» **Work to be completed**:
Lift every line from the entries that includes the word "have".

Collection entries
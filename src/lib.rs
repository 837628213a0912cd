//! # papersect
//!
//! Recover the title and section structure of a rendered document from
//! typographic signals alone.
//!
//! The input is the span stream of an external renderer: pages of blocks of
//! lines of spans, each span carrying text and a font size. No outline,
//! table of contents or markup is used. The title is assembled from
//! block-leading spans set in the largest fonts; sections start at the
//! abstract marker and are split at upper-case or larger-than-body
//! headings until the references heading.
//!
//! ## Quick Start
//!
//! ```no_run
//! use papersect::{extract_file, render};
//!
//! fn main() -> papersect::Result<()> {
//!     let extraction = extract_file("paper.json")?;
//!
//!     println!("{}", extraction.title);
//!     for name in extraction.section_names() {
//!         println!("  {}", name);
//!     }
//!
//!     let markdown = render::to_markdown(&extraction, &render::RenderOptions::default())?;
//!     println!("{}", markdown);
//!     Ok(())
//! }
//! ```
//!
//! ## Features
//!
//! - **Font statistics**: body size and the two largest sizes in one pass
//! - **Title detection**: tolerance-based size matching on block-leading spans
//! - **Section segmentation**: upper-case and font-size headings, locked heading font
//! - **Parallel batches**: one independent extraction per document via Rayon
//! - **Output formats**: JSON, Markdown, and a flat digest for summarizers

pub mod analysis;
pub mod detect;
pub mod error;
pub mod model;
pub mod render;
pub mod source;

#[cfg(feature = "ffi")]
pub mod ffi;

// Re-export commonly used types
pub use analysis::{
    chapter_names, ExtractOptions, FontStatistics, HeadingMismatch, SectionSegmenter,
    Termination, TitleExtractor, TrimMode,
};
pub use detect::{detect_layout_from_bytes, detect_layout_from_path, DumpLayout};
pub use error::{Error, Result};
pub use model::{
    Block, BlockKind, Document, Extraction, Line, Page, Section, SectionTable, Span, TitleResult,
};
pub use render::{CleanupPreset, JsonFormat, RenderOptions};
pub use source::{ArxivId, DocumentSource, JsonSource, SourceRegistry};

use rayon::prelude::*;
use std::path::Path;

/// Extract title and sections with default options.
///
/// # Example
///
/// ```
/// use papersect::{extract, Block, Document, Line, Page, Span};
///
/// let block = |text: &str, size: f64| Block::text(vec![Line::new(vec![Span::new(text, size)])]);
/// let doc = Document::from_pages(vec![Page::with_blocks(vec![
///     block("A Study of Things", 18.0),
///     block("Abstract", 10.0),
///     block("We study things.", 10.0),
/// ])]);
///
/// let extraction = extract(&doc).unwrap();
/// assert_eq!(extraction.section_names(), vec!["Abstract"]);
/// ```
pub fn extract(doc: &Document) -> Result<Extraction> {
    extract_with_options(doc, &ExtractOptions::default())
}

/// Extract title and sections with custom options.
///
/// Font statistics run first, so a document without spans fails with
/// [`Error::EmptyDocument`] before any title or section logic. A missing
/// abstract marker is not an error: the result simply has no sections.
pub fn extract_with_options(doc: &Document, options: &ExtractOptions) -> Result<Extraction> {
    options.validate()?;

    let stats = FontStatistics::collect(doc)?;

    let title = match &options.known_title {
        Some(known) => TitleResult::new(known.clone(), 0),
        None => TitleExtractor::new(stats.max_sizes(), options).extract(doc),
    };

    let segmentation = SectionSegmenter::new(stats.mode_size(), options)?.segment(doc);
    log::debug!(
        "Extracted {} sections ({:?})",
        segmentation.sections.len(),
        segmentation.termination
    );

    Ok(Extraction::new(title, segmentation.sections))
}

/// Load a span dump file and extract from it.
///
/// # Example
///
/// ```no_run
/// use papersect::extract_file;
///
/// let extraction = extract_file("paper.json").unwrap();
/// println!("Title: {}", extraction.title);
/// ```
pub fn extract_file<P: AsRef<Path>>(path: P) -> Result<Extraction> {
    extract_file_with_options(path, &ExtractOptions::default())
}

/// Load a span dump file and extract from it with custom options.
pub fn extract_file_with_options<P: AsRef<Path>>(
    path: P,
    options: &ExtractOptions,
) -> Result<Extraction> {
    let doc = SourceRegistry::with_defaults().load(path.as_ref())?;
    extract_with_options(&doc, options)
}

/// Extract from a JSON span dump held in memory.
pub fn extract_bytes(data: &[u8]) -> Result<Extraction> {
    let doc = JsonSource::new().load_bytes(data)?;
    extract(&doc)
}

/// Extract from many documents in parallel.
///
/// Each document is analysed independently; the output order matches the input.
pub fn extract_batch(docs: &[Document], options: &ExtractOptions) -> Vec<Result<Extraction>> {
    docs.par_iter()
        .map(|doc| extract_with_options(doc, options))
        .collect()
}

/// Builder for loading and extracting documents.
///
/// # Example
///
/// ```no_run
/// use papersect::{CleanupPreset, HeadingMismatch, Papersect};
///
/// let markdown = Papersect::new()
///     .with_heading_mismatch(HeadingMismatch::AsBody)
///     .uniform_trim()
///     .with_cleanup(CleanupPreset::Standard)
///     .parse("paper.json")?
///     .to_markdown()?;
/// # Ok::<(), papersect::Error>(())
/// ```
pub struct Papersect {
    extract_options: ExtractOptions,
    render_options: RenderOptions,
    registry: SourceRegistry,
}

impl Papersect {
    /// Create a new builder with the default sources.
    pub fn new() -> Self {
        Self {
            extract_options: ExtractOptions::default(),
            render_options: RenderOptions::default(),
            registry: SourceRegistry::with_defaults(),
        }
    }

    /// Replace the extraction options.
    pub fn with_options(mut self, options: ExtractOptions) -> Self {
        self.extract_options = options;
        self
    }

    /// Use a known title instead of detecting one.
    pub fn with_known_title(mut self, title: impl Into<String>) -> Self {
        self.extract_options = self.extract_options.with_known_title(title);
        self
    }

    /// Set the heading mismatch policy.
    pub fn with_heading_mismatch(mut self, policy: HeadingMismatch) -> Self {
        self.extract_options = self.extract_options.with_heading_mismatch(policy);
        self
    }

    /// Trim every section body.
    pub fn uniform_trim(mut self) -> Self {
        self.extract_options = self.extract_options.uniform_trim();
        self
    }

    /// Set cleanup preset for rendered output.
    pub fn with_cleanup(mut self, preset: CleanupPreset) -> Self {
        self.render_options = self.render_options.with_cleanup_preset(preset);
        self
    }

    /// Replace the render options.
    pub fn with_render_options(mut self, options: RenderOptions) -> Self {
        self.render_options = options;
        self
    }

    /// Register an additional document source.
    pub fn with_source(mut self, source: std::sync::Arc<dyn DocumentSource>) -> Self {
        self.registry.register(source);
        self
    }

    /// Load a file and extract from it.
    pub fn parse<P: AsRef<Path>>(self, path: P) -> Result<PapersectResult> {
        let doc = self.registry.load(path.as_ref())?;
        self.analyse(doc)
    }

    /// Load JSON span dump bytes and extract from them.
    pub fn parse_bytes(self, data: &[u8]) -> Result<PapersectResult> {
        let doc = JsonSource::new().load_bytes(data)?;
        self.analyse(doc)
    }

    /// Extract from an already loaded document.
    pub fn analyse(self, document: Document) -> Result<PapersectResult> {
        let extraction = extract_with_options(&document, &self.extract_options)?;
        Ok(PapersectResult {
            document,
            extraction,
            render_options: self.render_options,
        })
    }
}

impl Default for Papersect {
    fn default() -> Self {
        Self::new()
    }
}

/// Result of loading and analysing a document.
pub struct PapersectResult {
    /// The loaded span stream
    pub document: Document,
    /// The extracted structure
    pub extraction: Extraction,
    /// Render options to use
    render_options: RenderOptions,
}

impl PapersectResult {
    /// Convert to Markdown.
    pub fn to_markdown(&self) -> Result<String> {
        render::to_markdown(&self.extraction, &self.render_options)
    }

    /// Convert to JSON.
    pub fn to_json(&self, format: JsonFormat) -> Result<String> {
        render::to_json(&self.extraction, format)
    }

    /// Convert to digest text.
    pub fn to_digest(&self) -> Result<String> {
        render::to_digest(&self.extraction, &self.render_options)
    }

    /// Numbered chapter lines of the document.
    pub fn chapter_names(&self) -> Vec<String> {
        chapter_names(&self.document)
    }

    /// Get the extraction.
    pub fn extraction(&self) -> &Extraction {
        &self.extraction
    }
}

#[cfg(test)]
mod tests {
    use super::*;

    fn block(text: &str, size: f64) -> Block {
        Block::text(vec![Line::new(vec![Span::new(text, size)])])
    }

    fn paper() -> Document {
        Document::from_pages(vec![
            Page::with_blocks(vec![
                block("arXiv:2401.00001v1 [cs.CL]", 19.0),
                block("Structure From", 20.0),
                block("Fonts Alone", 20.0),
                block("Jane Doe", 11.0),
                block("Abstract", 12.0),
                block("We recover structure.", 10.0),
                block("We use font sizes.", 10.0),
            ]),
            Page::with_blocks(vec![
                block("Introduction", 12.0),
                block("Papers have sections.", 10.0),
                block("Headings are larger.", 10.0),
                block("References", 12.0),
                block("[1] Someone. A paper.", 10.0),
            ]),
        ])
    }

    #[test]
    fn test_extract_paper() {
        let extraction = extract(&paper()).unwrap();
        assert_eq!(extraction.title, "Structure From Fonts Alone");
        assert_eq!(extraction.title_page, 0);
        assert_eq!(extraction.section_names(), vec!["Abstract", "Introduction"]);
        assert_eq!(
            extraction.section("Abstract"),
            Some("We recover structure. We use font sizes.")
        );
        assert_eq!(
            extraction.section("Introduction"),
            Some("Papers have sections. Headings are larger.")
        );
    }

    #[test]
    fn test_extract_empty_document() {
        let result = extract(&Document::new());
        assert!(matches!(result, Err(Error::EmptyDocument)));
    }

    #[test]
    fn test_extract_known_title() {
        let options = ExtractOptions::new().with_known_title("Given Title");
        let extraction = extract_with_options(&paper(), &options).unwrap();
        assert_eq!(extraction.title, "Given Title");
        assert_eq!(extraction.title_page, 0);
        assert_eq!(extraction.sections.len(), 2);
    }

    #[test]
    fn test_extract_rejects_invalid_options() {
        let options = ExtractOptions::new().with_stop_marker("");
        let result = extract_with_options(&paper(), &options);
        assert!(matches!(result, Err(Error::InvalidOptions(_))));
    }

    #[test]
    fn test_extract_batch_keeps_order() {
        let docs = vec![paper(), Document::new(), paper()];
        let results = extract_batch(&docs, &ExtractOptions::default());
        assert_eq!(results.len(), 3);
        assert!(results[0].is_ok());
        assert!(matches!(results[1], Err(Error::EmptyDocument)));
        assert_eq!(
            results[2].as_ref().unwrap().title,
            "Structure From Fonts Alone"
        );
    }

    #[test]
    fn test_builder_analyse() {
        let result = Papersect::new()
            .with_known_title("Known")
            .with_cleanup(CleanupPreset::Minimal)
            .analyse(paper())
            .unwrap();
        assert_eq!(result.extraction().title, "Known");
        let digest = result.to_digest().unwrap();
        assert!(digest.ends_with("title:Known:\n"));
        assert!(result.to_markdown().unwrap().starts_with("# Known"));
    }

    #[test]
    fn test_builder_parse_invalid_bytes() {
        let result = Papersect::new().parse_bytes(b"not a span dump");
        assert!(matches!(result, Err(Error::UnknownFormat)));
    }

    #[test]
    fn test_extract_bytes() {
        let json = br#"[{"blocks": [
            {"lines": [{"spans": [{"text": "Abstract", "size": 10}]}]},
            {"lines": [{"spans": [{"text": "Short body.", "size": 10}]}]}
        ]}]"#;
        let extraction = extract_bytes(json).unwrap();
        assert_eq!(extraction.section("Abstract"), Some(" Short body."));
    }
}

» **Your response**:
                block("Papers have sections.", 10.0),
            Some("Papers have sections. Headings are larger.")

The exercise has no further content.